Так, в октябре 1827 года Пушкин на пути из Михайловского в Петербург встретил своего лицейского товарища Кюхельбекера, которого, как активного участника восстания декабристов, перевозили из Шлиссельбургской крепости в Динабургскую. Подробности этой встречи зафиксированы не только в дневниковых записках поэта, но и в рапорте фельдъегеря, сопровождавшего осужденного декабриста, на имя дежурного генерала Главного штаба – уже упоминавшегося Потапова:
«Отправлен я был сего месяца 12 числа в г. Динабург с государственными преступниками, и на пути, приехав на станцию Залазы, вдруг бросился к преступнику Кюхельбекеру ехавший из Новоржева в С.-Петербург некто г. Пушкин и начал после поцелуев с ним разговаривать. Я, видя сие, наипоспешнейше отправил как первого, так и тех двух за полверсты от станции, дабы не дать им разговаривать, а сам остался для написания подорожной и заплаты прогонов. Но г. Пушкин просил меня дать Кюхельбекеру денег, я в сем ему отказал. Тогда он, г. Пушкин, кричал и, угрожая мне, говорил, что по прибытии в С.-Петербург в ту же минуту доложу Его Императорскому Величеству как за недопущение распроститься с другом, так и дать ему на дорогу денег; сверх того, не премину также сказать и генерал-адъютанту Бенкендорфу. Сам же г. Пушкин между прочим угрозами объявил мне, что он посажен был в крепость и потом выпущен, почему я еще более препятствовал иметь ему сношение с арестантом; а преступник Кюхельбекер мне сказал: это тот Пушкин, который сочиняет. 28 октября 1827 г.».[132]

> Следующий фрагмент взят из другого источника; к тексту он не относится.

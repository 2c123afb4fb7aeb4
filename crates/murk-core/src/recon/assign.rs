//! Structural type inference for attacker-controlled parameters
//!
//! A parameter's JavaScript type is inferred from how the program uses it:
//! a battery of structural AST checks runs in priority order until one or
//! more types match. The ordering is a compatibility heuristic, not a
//! semantic law — function detection short-circuits because a callable
//! value is not simultaneously another primitive in practice.

use super::types::{TypeNode, TypeSet};
use crate::config::Config;
use crate::graph::{AstRole, EdgeRelation, MdgGraph, NodeId, NodeKind};
use std::collections::BTreeSet;

const NUMERIC_OPERATORS: &[&str] = &["*", "-", "/", "**", "%", ">", "<", ">=", "<="];

/// Infer the type set of one parameter position, represented by the PDG
/// objects in `ids`. Zero matches default to `any`.
pub fn assign_type(
    graph: &MdgGraph,
    config: &Config,
    param_name: &str,
    ids: &BTreeSet<String>,
) -> TypeNode {
    let mut declarators = vec![param_name.to_string()];
    declarators.extend(variable_declarators(graph, ids));
    let primary = declarators[0].clone();
    if primary.is_empty() {
        return TypeNode::any();
    }

    let mut types = TypeSet::new();

    // Array, Number, Object: static methods, e.g. Array.isArray(param).
    for kind in static_method_receivers(graph, &declarators) {
        types.insert(kind.to_lowercase());
    }
    // Built-in function signatures from configuration, e.g. path.join(arr).
    for ty in builtin_signature_types(graph, config, &declarators) {
        types.insert(ty);
    }
    // typeof comparisons, e.g. typeof param === "function".
    for ty in typeof_comparisons(graph, &declarators) {
        types.insert(ty);
    }

    // Function: direct invocation, e.g. param(). Short-circuits: a callable
    // value is not another primitive as well.
    if !types.contains("function") && is_called_directly(graph, &primary) {
        return TypeNode::single("function");
    }

    // Array: prototype method call or for...of target.
    if !types.contains("array")
        && (calls_prototype_method(graph, &declarators, &config.prototypes.array)
            || is_for_of_target(graph, &declarators))
    {
        types.insert("array".to_string());
    }

    // Boolean: equality against a boolean literal.
    if !types.contains("bool")
        && binary_with_literal(graph, &declarators, &["==", "==="], Some("boolean"))
    {
        types.insert("bool".to_string());
    }

    // Number: arithmetic against a number literal, or a numeric operator.
    if !types.contains("number") && binary_with_literal(graph, &declarators, &[], Some("number")) {
        types.insert("number".to_string());
    }
    if !types.contains("number") && binary_with_operator(graph, &declarators, NUMERIC_OPERATORS) {
        types.insert("number".to_string());
    }

    // String: prototype call, concatenation, template literal, sink-call
    // argument, computed property position.
    if !types.contains("string") {
        // String prototype checks only trust the declared name itself.
        let declared_only = vec![primary.clone()];
        if calls_prototype_method(graph, &declared_only, &config.prototypes.string) {
            types.insert("string".to_string());
        }
    }
    if !types.contains("string")
        && binary_with_literal(graph, &declarators, &["+", "=="], Some("string"))
    {
        types.insert("string".to_string());
    }
    if !types.contains("string") && in_template_literal(graph, &primary) {
        types.insert("string".to_string());
    }
    if !types.contains("string") && is_first_sink_argument(graph, config, &declarators) {
        types.insert("string".to_string());
    }
    if !types.contains("string") && is_computed_property(graph, &declarators) {
        types.insert("string".to_string());
    }

    if types.is_empty() {
        TypeNode::any()
    } else {
        TypeNode::Leaf(types)
    }
}

/// Names of `VariableDeclarator` nodes holding any of the parameter's PDG
/// objects: aliases the checks must also match (destructuring included).
fn variable_declarators(graph: &MdgGraph, ids: &BTreeSet<String>) -> Vec<String> {
    let mut names = Vec::new();
    for uid in ids {
        let Some(node) = graph.node_by_uid(uid) else {
            continue;
        };
        for decl in graph.sources_where(node, |e| matches!(e.relation, EdgeRelation::Ref(_))) {
            if graph.node(decl).kind == NodeKind::VariableDeclarator {
                if let Some(name) = graph.node(decl).identifier_name.clone() {
                    if !names.contains(&name) {
                        names.push(name);
                    }
                }
            }
        }
    }
    names
}

fn named_in(graph: &MdgGraph, node: NodeId, names: &[String]) -> bool {
    names.iter().any(|n| n == graph.node(node).name())
}

fn ast_targets<'a>(
    graph: &'a MdgGraph,
    node: NodeId,
    role: Option<AstRole>,
) -> impl Iterator<Item = NodeId> + 'a {
    graph.outgoing(node).filter_map(move |e| match (&e.relation, &role) {
        (EdgeRelation::Ast(r), Some(want)) if r == want => Some(e.to),
        (EdgeRelation::Ast(_), None) => Some(e.to),
        _ => None,
    })
}

/// `Array.isArray(param)`, `Number.isInteger(param)`, `Object.keys(param)`.
fn static_method_receivers<'a>(graph: &'a MdgGraph, declarators: &'a [String]) -> Vec<&'a str> {
    let mut kinds = Vec::new();
    for call in graph.nodes_of_kind(&NodeKind::CallExpression) {
        let has_matching_arg = graph.outgoing(call).any(|e| {
            e.relation.is_ast(&AstRole::Arg)
                && graph.node(e.to).kind == NodeKind::Identifier
                && named_in(graph, e.to, declarators)
        });
        if !has_matching_arg {
            continue;
        }
        for member in ast_targets(graph, call, None)
            .filter(|&n| graph.node(n).kind == NodeKind::MemberExpression)
        {
            for receiver in ast_targets(graph, member, Some(AstRole::Object)) {
                let name = graph.node(receiver).name();
                if let Some(kind) = ["Array", "Number", "Object"].iter().find(|&&k| k == name) {
                    kinds.push(*kind);
                }
            }
        }
    }
    kinds
}

/// Types assigned by configured built-in signatures; trailing arguments of
/// `rest?` signatures reuse the first type.
fn builtin_signature_types(
    graph: &MdgGraph,
    config: &Config,
    declarators: &[String],
) -> Vec<String> {
    let mut types = Vec::new();
    for call in graph.nodes_of_kind(&NodeKind::CallExpression) {
        let Some(signature) = ast_targets(graph, call, None)
            .filter(|&n| graph.node(n).kind == NodeKind::Identifier)
            .find_map(|n| config.signature(graph.node(n).name()))
        else {
            continue;
        };
        for edge in graph.outgoing(call) {
            if !edge.relation.is_ast(&AstRole::Arg)
                || graph.node(edge.to).kind != NodeKind::Identifier
                || !named_in(graph, edge.to, declarators)
            {
                continue;
            }
            let Some(index) = edge.argument_index else {
                continue;
            };
            let index = index as usize;
            if index >= 1 && index <= signature.args_types.len() {
                types.push(signature.args_types[index - 1].clone());
            } else if index > signature.args_types.len() && signature.rest {
                types.push(signature.args_types[0].clone());
            }
        }
    }
    types
}

/// `typeof param === "..."` — the compared literal names the type.
fn typeof_comparisons(graph: &MdgGraph, declarators: &[String]) -> Vec<String> {
    let mut guard_names = Vec::new();
    for decl in graph.nodes_of_kind(&NodeKind::VariableDeclarator) {
        for unary in ast_targets(graph, decl, None)
            .filter(|&n| graph.node(n).kind == NodeKind::UnaryExpression)
        {
            if graph.node(unary).sub_type.as_deref() != Some("typeof") {
                continue;
            }
            if ast_targets(graph, unary, None).any(|n| named_in(graph, n, declarators)) {
                if let Some(name) = graph.node(decl).identifier_name.clone() {
                    guard_names.push(name);
                }
            }
        }
    }

    let mut types = Vec::new();
    for bin in graph.nodes_of_kind(&NodeKind::BinaryExpression) {
        if !matches!(graph.node(bin).sub_type.as_deref(), Some("==") | Some("===")) {
            continue;
        }
        let left_matches = ast_targets(graph, bin, Some(AstRole::Left))
            .any(|n| guard_names.iter().any(|g| g == graph.node(n).name()));
        if !left_matches {
            continue;
        }
        for literal in ast_targets(graph, bin, Some(AstRole::Right))
            .filter(|&n| graph.node(n).kind == NodeKind::Literal)
        {
            if let Some(raw) = &graph.node(literal).raw {
                types.push(raw.trim_matches(|c| c == '\'' || c == '"').to_string());
            }
        }
    }
    types
}

/// `param()` — the value is invoked.
fn is_called_directly(graph: &MdgGraph, name: &str) -> bool {
    graph.nodes_of_kind(&NodeKind::CallExpression).any(|call| {
        ast_targets(graph, call, Some(AstRole::Callee))
            .any(|callee| graph.node(callee).name() == name)
    })
}

/// `param.join('')` / `param.charAt(0)` — a prototype method is called on
/// the value. String checks restrict the receiver to the primary name.
fn calls_prototype_method(graph: &MdgGraph, declarators: &[String], methods: &[String]) -> bool {
    for call in graph.nodes_of_kind(&NodeKind::CallExpression) {
        for member in ast_targets(graph, call, None)
            .filter(|&n| graph.node(n).kind == NodeKind::MemberExpression)
        {
            let receiver_matches = ast_targets(graph, member, Some(AstRole::Object))
                .any(|n| named_in(graph, n, declarators));
            if !receiver_matches {
                continue;
            }
            let method_matches = ast_targets(graph, member, Some(AstRole::Property))
                .any(|n| methods.iter().any(|m| m == graph.node(n).name()));
            if method_matches {
                return true;
            }
        }
    }
    false
}

/// `for (x of param)` — iteration implies an array.
fn is_for_of_target(graph: &MdgGraph, declarators: &[String]) -> bool {
    graph.nodes_of_kind(&NodeKind::ForOfStatement).any(|stmt| {
        ast_targets(graph, stmt, Some(AstRole::Right)).any(|n| named_in(graph, n, declarators))
    })
}

/// A binary expression joins the value with a literal of `literal_sub_type`,
/// optionally restricted to `operators`.
fn binary_with_literal(
    graph: &MdgGraph,
    declarators: &[String],
    operators: &[&str],
    literal_sub_type: Option<&str>,
) -> bool {
    for bin in graph.nodes_of_kind(&NodeKind::BinaryExpression) {
        if !operators.is_empty() {
            let op = graph.node(bin).sub_type.as_deref().unwrap_or("");
            if !operators.contains(&op) {
                continue;
            }
        }
        let id_matches = ast_targets(graph, bin, None)
            .any(|n| graph.node(n).kind == NodeKind::Identifier && named_in(graph, n, declarators));
        if !id_matches {
            continue;
        }
        let literal_matches = ast_targets(graph, bin, None).any(|n| {
            graph.node(n).kind == NodeKind::Literal
                && literal_sub_type
                    .map(|want| graph.node(n).sub_type.as_deref() == Some(want))
                    .unwrap_or(true)
        });
        if literal_matches {
            return true;
        }
    }
    false
}

/// A binary expression with a numeric operator touches the value.
fn binary_with_operator(graph: &MdgGraph, declarators: &[String], operators: &[&str]) -> bool {
    graph.nodes_of_kind(&NodeKind::BinaryExpression).any(|bin| {
        operators.contains(&graph.node(bin).sub_type.as_deref().unwrap_or(""))
            && ast_targets(graph, bin, None).any(|n| {
                graph.node(n).kind == NodeKind::Identifier && named_in(graph, n, declarators)
            })
    })
}

/// `` `text ${param}` `` — interpolation implies a string.
fn in_template_literal(graph: &MdgGraph, name: &str) -> bool {
    graph.nodes_of_kind(&NodeKind::TemplateLiteral).any(|tpl| {
        ast_targets(graph, tpl, None).any(|n| graph.node(n).name() == name)
    })
}

/// First argument of a configured sink call (`eval(param)`,
/// `child_process.exec(param)`, `new Function(param)`).
fn is_first_sink_argument(graph: &MdgGraph, config: &Config, declarators: &[String]) -> bool {
    let calls = graph
        .nodes_of_kind(&NodeKind::CallExpression)
        .chain(graph.nodes_of_kind(&NodeKind::NewExpression));
    for call in calls {
        let arg_matches = graph.outgoing(call).any(|e| {
            e.relation.is_ast(&AstRole::Arg)
                && e.argument_index == Some(1)
                && named_in(graph, e.to, declarators)
        });
        if !arg_matches {
            continue;
        }
        for callee in ast_targets(graph, call, Some(AstRole::Callee)) {
            let callee = graph.node(callee);
            match callee.kind {
                NodeKind::Identifier if config.is_sink(callee.name()) => return true,
                NodeKind::MemberExpression => {
                    if ast_targets(graph, callee.id, Some(AstRole::Property))
                        .any(|p| config.is_sink(graph.node(p).name()))
                    {
                        return true;
                    }
                }
                _ => {}
            }
        }
    }
    false
}

/// `obj[param]` — used as a computed key.
fn is_computed_property(graph: &MdgGraph, declarators: &[String]) -> bool {
    graph
        .nodes_of_kind(&NodeKind::MemberExpression)
        .any(|member| {
            graph.node(member).sub_type.as_deref() == Some("computed")
                && ast_targets(graph, member, Some(AstRole::Property))
                    .any(|n| named_in(graph, n, declarators))
        })
}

Сопоставим с этим служебным рапортом пушкинскую запись этого события: «…один из арестантов стоял, опершись у колонны. К нему подошел высокий, бледный и худой молодой человек с черною бородою, в фризовой шинели… Увидев меня, он с живостью на меня взглянул. Я невольно обратился к нему. Мы пристально смотрим друг на друга – и я узнаю Кюхельбекера. Мы кинулись друг другу в объятия. Жандармы нас растащили. Фельдъегерь взял меня за руку с угрозами и ругательством – я его не слышал. Кюхельбекеру сделалось дурно. Жандармы дали ему воды, посадили в тележку и ускакали. Я поехал в свою сторону. На следующей станции узнал я, что их везут из Шлиссельбурга, – но куда же?» (8, 20).

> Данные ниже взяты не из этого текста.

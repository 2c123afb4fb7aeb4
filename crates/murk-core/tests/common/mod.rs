//! Shared MDG fixture builder for the round-trip tests
//!
//! Builds small graphs the way the external parser would emit them:
//! function declarations with FD/CFG markers, parameter objects behind
//! `REF`/`param` edges, PDG flows, taint markers, sink annotations and
//! `module.exports` wiring.
#![allow(dead_code)]

use murk_core::graph::{
    AstRole, EdgeAttrs, EdgeRelation, MdgGraph, NodeAttrs, NodeId, NodeKind, PdgRel, RefRole,
};

pub struct GraphBuilder {
    pub graph: MdgGraph,
}

impl Default for GraphBuilder {
    fn default() -> Self {
        Self::new()
    }
}

impl GraphBuilder {
    pub fn new() -> Self {
        Self {
            graph: MdgGraph::new(),
        }
    }

    /// Function declaration with its CFG start marker.
    pub fn function(&mut self, name: &str) -> NodeId {
        let decl = self.graph.add_node(
            name,
            NodeKind::VariableDeclarator,
            NodeAttrs {
                identifier_name: Some(name.to_string()),
                ..Default::default()
            },
        );
        let cfg = self.graph.add_node(
            format!("cfg_{name}"),
            NodeKind::CfgFunctionStart,
            NodeAttrs::default(),
        );
        self.graph
            .add_edge(decl, cfg, EdgeRelation::Fd, EdgeAttrs::default());
        decl
    }

    /// The function-expression AST node the declaration initializes,
    /// carrying the source location.
    pub fn function_ast(&mut self, decl: NodeId, file: &str, line: u32) -> NodeId {
        let name = self.graph.node(decl).name().to_string();
        let ast = self.graph.add_node(
            format!("{name}_fnexpr"),
            NodeKind::FunctionExpression,
            NodeAttrs {
                location_raw: Some(format!(r#"{{"start":{{"line":{line}}},"fname":"{file}"}}"#)),
                ..Default::default()
            },
        );
        self.graph
            .add_edge(decl, ast, EdgeRelation::Ast(AstRole::Init), EdgeAttrs::default());
        ast
    }

    pub fn param(&mut self, decl: NodeId, name: &str, index: u32) -> NodeId {
        let fn_name = self.graph.node(decl).name().to_string();
        let param = self.graph.add_node(
            format!("{fn_name}_{name}"),
            NodeKind::PdgObject,
            NodeAttrs {
                identifier_name: Some(format!("{fn_name}.{name}-v1")),
                ..Default::default()
            },
        );
        self.graph.add_edge(
            decl,
            param,
            EdgeRelation::Ref(RefRole::Param),
            EdgeAttrs {
                param_index: Some(index.to_string()),
                ..Default::default()
            },
        );
        param
    }

    pub fn taint(&mut self, target: NodeId) -> murk_core::graph::EdgeId {
        let source = self.graph.add_node(
            format!("ts_{}", self.graph.node_count()),
            NodeKind::TaintSource,
            NodeAttrs::default(),
        );
        self.graph.add_edge(
            source,
            target,
            EdgeRelation::Pdg(PdgRel::Taint),
            EdgeAttrs::default(),
        )
    }

    pub fn so(&mut self, from: NodeId, prop: &str, uid: &str) -> NodeId {
        let node = self.graph.add_node(
            uid,
            NodeKind::PdgObject,
            NodeAttrs {
                identifier_name: Some(uid.to_string()),
                ..Default::default()
            },
        );
        self.graph.add_edge(
            from,
            node,
            EdgeRelation::Pdg(PdgRel::So),
            EdgeAttrs {
                identifier_name: Some(prop.to_string()),
                ..Default::default()
            },
        );
        node
    }

    pub fn nv(&mut self, from: NodeId, prop: &str, uid: &str) -> NodeId {
        let node = self.graph.add_node(
            uid,
            NodeKind::PdgObject,
            NodeAttrs {
                identifier_name: Some(uid.to_string()),
                ..Default::default()
            },
        );
        self.graph.add_edge(
            from,
            node,
            EdgeRelation::Pdg(PdgRel::Nv),
            EdgeAttrs {
                identifier_name: Some(prop.to_string()),
                ..Default::default()
            },
        );
        node
    }

    pub fn dep(&mut self, from: NodeId, to: NodeId) {
        self.graph
            .add_edge(from, to, EdgeRelation::Pdg(PdgRel::Dep), EdgeAttrs::default());
    }

    /// A `TAINT_SINK` node fed by `from`, annotated by a statement in
    /// `context` with a source location.
    pub fn sink(
        &mut self,
        from: NodeId,
        sink_name: &str,
        context: &str,
        file: &str,
        line: u32,
    ) -> NodeId {
        let sink = self.graph.add_node(
            format!("sink_{sink_name}_{line}"),
            NodeKind::TaintSink,
            NodeAttrs {
                identifier_name: Some(sink_name.to_string()),
                ..Default::default()
            },
        );
        self.dep(from, sink);
        let stmt = self.graph.add_node(
            format!("stmt_{sink_name}_{line}"),
            NodeKind::ExpressionStatement,
            NodeAttrs {
                function_context: Some(context.to_string()),
                ..Default::default()
            },
        );
        self.graph
            .add_edge(stmt, sink, EdgeRelation::Sink, EdgeAttrs::default());
        let ast = self.graph.add_node(
            format!("ast_{sink_name}_{line}"),
            NodeKind::CallExpression,
            NodeAttrs {
                location_raw: Some(format!(r#"{{"start":{{"line":{line}}},"fname":"{file}"}}"#)),
                ..Default::default()
            },
        );
        self.graph.add_edge(
            stmt,
            ast,
            EdgeRelation::Ast(AstRole::Expression),
            EdgeAttrs::default(),
        );
        sink
    }

    /// Wire `module.exports = <decl>`.
    pub fn export_directly(&mut self, decl: NodeId) {
        let name = self.graph.node(decl).name().to_string();
        let fn_obj = self.graph.add_node(
            format!("{name}_obj"),
            NodeKind::PdgObject,
            NodeAttrs {
                identifier_name: Some(format!("{name}-o1")),
                ..Default::default()
            },
        );
        self.graph.add_edge(
            decl,
            fn_obj,
            EdgeRelation::Ref(RefRole::Obj),
            EdgeAttrs::default(),
        );
        let sub = self.graph.add_node(
            format!("{name}_export_sub"),
            NodeKind::PdgObject,
            NodeAttrs::default(),
        );
        self.dep(fn_obj, sub);
        let module = self.graph.add_node(
            format!("{name}_module"),
            NodeKind::PdgObject,
            NodeAttrs {
                identifier_name: Some("module-o1".to_string()),
                ..Default::default()
            },
        );
        self.graph.add_edge(
            module,
            sub,
            EdgeRelation::Pdg(PdgRel::So),
            EdgeAttrs {
                identifier_name: Some("exports".to_string()),
                ..Default::default()
            },
        );
    }

    /// A call site inside `caller` invoking `callee`.
    pub fn call(&mut self, caller: NodeId, callee: NodeId, uid: &str) -> NodeId {
        let context = format!("cfg_{}", self.graph.node(caller).name());
        let call = self.graph.add_node(
            uid,
            NodeKind::PdgCall,
            NodeAttrs {
                function_context: Some(context),
                ..Default::default()
            },
        );
        self.graph
            .add_edge(call, callee, EdgeRelation::Cg, EdgeAttrs::default());
        call
    }

    /// Bind `arg` to the callee parameter `param_name` at `call`.
    pub fn bind_arg(&mut self, arg: NodeId, call: NodeId, param_name: &str) {
        let bound = self.graph.node(arg).name().to_string();
        self.graph.add_edge(
            arg,
            call,
            EdgeRelation::Pdg(PdgRel::Arg(param_name.to_string())),
            EdgeAttrs {
                identifier_name: Some(bound),
                ..Default::default()
            },
        );
    }
}

/// Write a JavaScript source file and return its path as a string.
pub fn write_source(dir: &tempfile::TempDir, name: &str, lines: &[&str]) -> String {
    let path = dir.path().join(name);
    std::fs::write(&path, lines.join("\n") + "\n").expect("write source file");
    path.to_string_lossy().to_string()
}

Сравнение этих документов свидетельствует о том, что и жандармско-полицейские донесения со временем приобретают большую ценность, так как являются важными документальными источниками изучения биографии поэта. В данном случае лишь служебный рапорт фельдъегеря свидетельствует и о смелости поэта, и о силе его любви к своему лицейскому товарищу, и о его стремлении, хотя и безуспешном, как-то облегчить его судьбу. Смелость была необходима уже для одной лишь попытки общения с государственным преступником. Поэт конечно же понимал, что ему в его теперешнем положении (только что «прощенного» царем) это совсем ни к чему. Тем не менее и в этой ситуации Пушкин выступает не в роли жалкого просителя. Зная всю жандармскую публику, он, как говорится, берет фельдъегеря «на пушку», ссылается на свои близкие отношения с царем и Бенкендорфом, угрожает «служивому». Поэт пытается посеять сомнение у фельдъегеря в том, что Кюхельбекер – государственный преступник. Для этого Пушкин старается ввести фельдъегеря в заблуждение тем, что и он, Пушкин, был арестован, но государь, власти, разобравшись, отпустили его на свободу, что то же самое может случиться и с Кюхельбекером. Стараясь хоть как-то облегчить судьбу Кюхли, он пытается передать ему деньги. Следует отметить, что позже Пушкину удалось наладить связь с Кюхельбекером. Он был с ним в переписке, посылал ему книги, пытался публиковать его произведения.